Jogador do Fazendense resgatado de um barco à deriva espera há anos por título de residência

Foi refugiado em Itália depois de ter sido resgatado de um barco à deriva com mais de uma centena de pessoas, incluindo o seu irmão, que fugiam da situação caótica da Gâmbia. Veio para Portugal como imigrante para continuar a jogar futebol e entrou no plantel do Fazendense. Está registado como jogador federado, trabalha, faz descontos, paga IRS e foi apanhado pelo fim da manifestação de interesses decretado por este Governo e anda desde então numa luta burocrática para obter o título de residência.
Fugiu com o irmão da tensão na Gâmbia com o sonho de jogarem futebol na Europa. Três meses depois da fuga foi resgatado num barco à deriva por um navio espanhol. Entrou no sul de Itália como refugiado. Começou a jogar futebol na divisão mais baixa italiana, mas teve de procurar outro destino porque não é permitido haver num clube dois refugiados. Rumou a Portugal e foi parar à Associação Desportiva Fazendense, de Fazendas de Almeirim, onde joga como avançado. Desde então, há mais de dois anos, que luta por um título de residência num país onde trabalha, desconta e paga IRS (Imposto sobre o Rendimento das Pessoas Singulares), mas o Estado ainda não lhe reconheceu o direito de viver em Portugal.
A história do jovem de 26 anos, que além do irmão que deixou em Itália tem mais quatro irmãos no país da África Ocidental onde nasceu, que tem cerca de dois milhões de habitantes, é mais que um exemplo de superação. Trabalha como pedreiro, desconta para a Segurança Social, paga todos os impostos e é jogador avançado da equipa que é uma referência no concelho de Almeirim. Mas foi apanhado pelo fim da manifestação de interesse que tinha feito à chegada para se legalizar. Iniciou outro processo para obter o título de residente, mas não tem sido fácil e essa instabilidade está a afectar o seu talento de jogador.
Vive numa casa no campo do clube dirigido por António Botas Moreira que o recebeu de braços abertos e lhe dá todo o apoio possível. Treina depois do trabalho duro na construção civil, fazendo também ginásio para estar em forma. Só pensa em ver resolvida a sua situação para se focar nos jogos da equipa onde é avançado. Apesar de tudo o que passou está sempre a agradecer porque acha que podia ter sido pior. É um homem de fé, que acredita nas pessoas e que agradece inclusivamente o favor de falarem com ele, o que lhe permitiu falar um português fluente, melhor que alguns portugueses.

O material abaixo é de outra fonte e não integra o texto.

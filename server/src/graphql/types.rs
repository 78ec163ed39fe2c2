use async_graphql::SimpleObject;

#[derive(Debug, Clone, SimpleObject)]
pub struct User {
    pub id: String,
    pub username: String,
    pub email: String,
}

impl From<todo_core::User> for User {
    fn from(user: todo_core::User) -> Self {
        Self {
            id: user.id,
            username: user.username,
            email: user.email,
        }
    }
}

#[derive(Debug, Clone, SimpleObject)]
pub struct Todo {
    pub id: String,
    pub description: String,
    pub completed: bool,
    pub user_id: String,
}

impl From<todo_core::Todo> for Todo {
    fn from(todo: todo_core::Todo) -> Self {
        Self {
            id: todo.id,
            description: todo.description,
            completed: todo.completed,
            user_id: todo.user_id,
        }
    }
}

#[derive(Debug, Clone, SimpleObject)]
pub struct LoginPayload {
    pub token: String,
}

#[derive(Debug, Clone, SimpleObject)]
pub struct DeleteTodoPayload {
    pub success: bool,
    pub message: String,
}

Torres Gomez saiu da Gâmbia até ao Senegal, passou pela Nigéria e foi para a líbia onde se aventurou num barco com cerca de 130 refugiados que ficou à deriva. Na sua terra natal jogava futebol na rua. Em Itália, onde esteve seis anos, brilhou no campeonato Eccellenza, organizado por comités regionais. Há uns meses recebeu no alojamento do Fazendense uma carta da AIMA (Agência para a Integração, Migrações e Asilo), mas não era o que tanto deseja, mas a comunicação de indeferimento do título de residência por não ter entregado registo criminal do seu país de origem, de onde saiu ainda era menor de idade. Já entregou o documento traduzido, que ninguém lhe disse ser necessário quando iniciou o processo.
Quando lhe perguntamos qual é o seu sonho agora, diz que é fazer o melhor todos os dias e ajudar o Fazendense. Agradecendo às pessoas da freguesia do concelho de Almeirim, que o receberam de braços abertos, o que lhe permitiu aprender facilmente a língua, diz que cumpre todas as obrigações como os cidadãos portugueses e ficaria preocupado se não o fizesse. Torres tem medo de ir visitar o irmão, que joga em Itália, ou a família na Gâmbia, que não vê há mais de seis anos, porque teme que fique retido quando regressar a Portugal. A humildade do jogador nota-se na forma como fala de si e do seu percurso. Crente em Deus, diz que não é melhor do que os outros e que há sempre alguém que está numa situação pior.